Every line of the data is to be retyped exactly.

__SUPPLIED DATA__:
++++++++++++++++++++

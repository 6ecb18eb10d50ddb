//! Project path resolution.
//!
//! A single source of truth for the filesystem locations resolution reads:
//! project root, source tree, and the manifest file. All paths are
//! normalized to absolute form once, at startup.

use crate::cli::Cli;
use std::path::{Path, PathBuf};

/// Conventional name of the subtree holding page directories.
pub const PAGES_DIR: &str = "pages";

/// Resolved filesystem locations for one resolution pass.
#[derive(Debug, Clone)]
pub struct ProjectPaths {
    /// Project root (defaults to the working directory).
    pub root: PathBuf,

    /// Source tree scanned for pages (`<root>/src` by default).
    pub source: PathBuf,

    /// Manifest file (`<root>/package.json` by default).
    pub manifest: PathBuf,
}

impl ProjectPaths {
    /// Resolve paths from CLI arguments, expanding `~` in `--root`.
    pub fn from_cli(cli: &Cli) -> Self {
        let root = cli
            .root
            .as_ref()
            .map(|p| {
                let expanded = shellexpand::tilde(&p.to_string_lossy()).into_owned();
                PathBuf::from(expanded)
            })
            .unwrap_or_else(|| PathBuf::from("./"));

        Self::with_layout(&root, &cli.source, &cli.manifest)
    }

    /// Resolve paths for a root directory with explicit layout names.
    pub fn with_layout(root: &Path, source: &Path, manifest: &Path) -> Self {
        let root = normalize_path(root);
        Self {
            source: normalize_path(&root.join(source)),
            manifest: normalize_path(&root.join(manifest)),
            root,
        }
    }

    /// Resolve the conventional layout (`src`, `package.json`) under `root`.
    #[allow(unused)]
    pub fn conventional(root: &Path) -> Self {
        Self::with_layout(root, Path::new("src"), Path::new("package.json"))
    }

    /// The source directory name relative to the root, slash-separated.
    ///
    /// Used as the prefix of every emitted module path (`./src/...`) and
    /// as the base of the resolution aliases.
    pub fn source_name(&self) -> String {
        self.source
            .strip_prefix(&self.root)
            .unwrap_or(Path::new("src"))
            .to_string_lossy()
            .replace('\\', "/")
    }

    /// Absolute path backing a resolution alias (`<source>/<name>`).
    pub fn alias_target(&self, name: &str) -> PathBuf {
        self.source.join(name)
    }
}

/// Normalize a path to absolute, using canonicalize if the path exists
fn normalize_path(path: &Path) -> PathBuf {
    path.canonicalize().unwrap_or_else(|_| {
        // For non-existent paths, manually make them absolute
        if path.is_absolute() {
            path.to_path_buf()
        } else {
            std::env::current_dir()
                .map(|cwd| cwd.join(path))
                .unwrap_or_else(|_| path.to_path_buf())
        }
    })
}

// ============================================================================
// Tests
// ============================================================================

#[cfg(test)]
mod tests {
    use super::*;
    use tempfile::tempdir;

    #[test]
    fn test_conventional_layout() {
        let dir = tempdir().unwrap();
        let paths = ProjectPaths::conventional(dir.path());

        assert!(paths.root.is_absolute());
        assert_eq!(paths.source, paths.root.join("src"));
        assert_eq!(paths.manifest, paths.root.join("package.json"));
    }

    #[test]
    fn test_custom_layout() {
        let dir = tempdir().unwrap();
        let paths = ProjectPaths::with_layout(
            dir.path(),
            Path::new("frontend"),
            Path::new("pkg.json"),
        );

        assert_eq!(paths.source, paths.root.join("frontend"));
        assert_eq!(paths.manifest, paths.root.join("pkg.json"));
        assert_eq!(paths.source_name(), "frontend");
    }

    #[test]
    fn test_source_name_default() {
        let dir = tempdir().unwrap();
        let paths = ProjectPaths::conventional(dir.path());
        assert_eq!(paths.source_name(), "src");
    }

    #[test]
    fn test_alias_target() {
        let dir = tempdir().unwrap();
        let paths = ProjectPaths::conventional(dir.path());
        assert_eq!(
            paths.alias_target("components"),
            paths.root.join("src").join("components")
        );
    }

    #[test]
    fn test_normalize_nonexistent_relative() {
        let normalized = normalize_path(Path::new("does/not/exist"));
        assert!(normalized.is_absolute());
        assert!(normalized.ends_with("does/not/exist"));
    }

    #[test]
    fn test_normalize_existing_path_canonicalizes() {
        let dir = tempdir().unwrap();
        let normalized = normalize_path(dir.path());
        assert!(normalized.is_absolute());
    }
}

++++++++++++++++++++

__EXERCISE RESULT__:
repository 6ecb18eb10d50ddb
//! Project path resolution.
//!
//! A single source of truth for the filesystem locations resolution reads:
//! project root, source tree, and the manifest file. All paths are
//! normalized to absolute form once, at startup.

use crate::cli::Cli;
use std::path::{Path, PathBuf};

/// Conventional name of the subtree holding page directories.
pub const PAGES_DIR: &str = "pages";

/// Resolved filesystem locations for one resolution pass.
#[derive(Debug, Clone)]
pub struct ProjectPaths {
    /// Project root (defaults to the working directory).
    pub root: PathBuf,

    /// Source tree scanned for pages (`<root>/src` by default).
    pub source: PathBuf,

    /// Manifest file (`<root>/package.json` by default).
    pub manifest: PathBuf,
}

impl ProjectPaths {
    /// Resolve paths from CLI arguments, expanding `~` in `--root`.
    pub fn from_cli(cli: &Cli) -> Self {
        let root = cli
            .root
            .as_ref()
            .map(|p| {
                let expanded = shellexpand::tilde(&p.to_string_lossy()).into_owned();
                PathBuf::from(expanded)
            })
            .unwrap_or_else(|| PathBuf::from("./"));

        Self::with_layout(&root, &cli.source, &cli.manifest)
    }

    /// Resolve paths for a root directory with explicit layout names.
    pub fn with_layout(root: &Path, source: &Path, manifest: &Path) -> Self {
        let root = normalize_path(root);
        Self {
            source: normalize_path(&root.join(source)),
            manifest: normalize_path(&root.join(manifest)),
            root,
        }
    }

    /// Resolve the conventional layout (`src`, `package.json`) under `root`.
    #[allow(unused)]
    pub fn conventional(root: &Path) -> Self {
        Self::with_layout(root, Path::new("src"), Path::new("package.json"))
    }

    /// The source directory name relative to the root, slash-separated.
    ///
    /// Used as the prefix of every emitted module path (`./src/...`) and
    /// as the base of the resolution aliases.
    pub fn source_name(&self) -> String {
        self.source
            .strip_prefix(&self.root)
            .unwrap_or(Path::new("src"))
            .to_string_lossy()
            .replace('\\', "/")
    }

    /// Absolute path backing a resolution alias (`<source>/<name>`).
    pub fn alias_target(&self, name: &str) -> PathBuf {
        self.source.join(name)
    }
}

/// Normalize a path to absolute, using canonicalize if the path exists
fn normalize_path(path: &Path) -> PathBuf {
    path.canonicalize().unwrap_or_else(|_| {
        // For non-existent paths, manually make them absolute
        if path.is_absolute() {
            path.to_path_buf()
        } else {
            std::env::current_dir()
                .map(|cwd| cwd.join(path))
                .unwrap_or_else(|_| path.to_path_buf())
        }
    })
}

// ============================================================================
// Tests
// ============================================================================

#[cfg(test)]
mod tests {
    use super::*;
    use tempfile::tempdir;

    #[test]
    fn test_conventional_layout() {
        let dir = tempdir().unwrap();
        let paths = ProjectPaths::conventional(dir.path());

        assert!(paths.root.is_absolute());
        assert_eq!(paths.source, paths.root.join("src"));
        assert_eq!(paths.manifest, paths.root.join("package.json"));
    }

    #[test]
    fn test_custom_layout() {
        let dir = tempdir().unwrap();
        let paths = ProjectPaths::with_layout(
            dir.path(),
            Path::new("frontend"),
            Path::new("pkg.json"),
        );

        assert_eq!(paths.source, paths.root.join("frontend"));
        assert_eq!(paths.manifest, paths.root.join("pkg.json"));
        assert_eq!(paths.source_name(), "frontend");
    }

    #[test]
    fn test_source_name_default() {
        let dir = tempdir().unwrap();
        let paths = ProjectPaths::conventional(dir.path());
        assert_eq!(paths.source_name(), "src");
    }

    #[test]
    fn test_alias_target() {
        let dir = tempdir().unwrap();
        let paths = ProjectPaths::conventional(dir.path());
        assert_eq!(
            paths.alias_target("components"),
            paths.root.join("src").join("components")
        );
    }

    #[test]
    fn test_normalize_nonexistent_relative() {
        let normalized = normalize_path(Path::new("does/not/exist"));
        assert!(normalized.is_absolute());
        assert!(normalized.ends_with("does/not/exist"));
    }

    #[test]
    fn test_normalize_existing_path_canonicalizes() {
        let dir = tempdir().unwrap();
        let normalized = normalize_path(dir.path());
        assert!(normalized.is_absolute());
    }
}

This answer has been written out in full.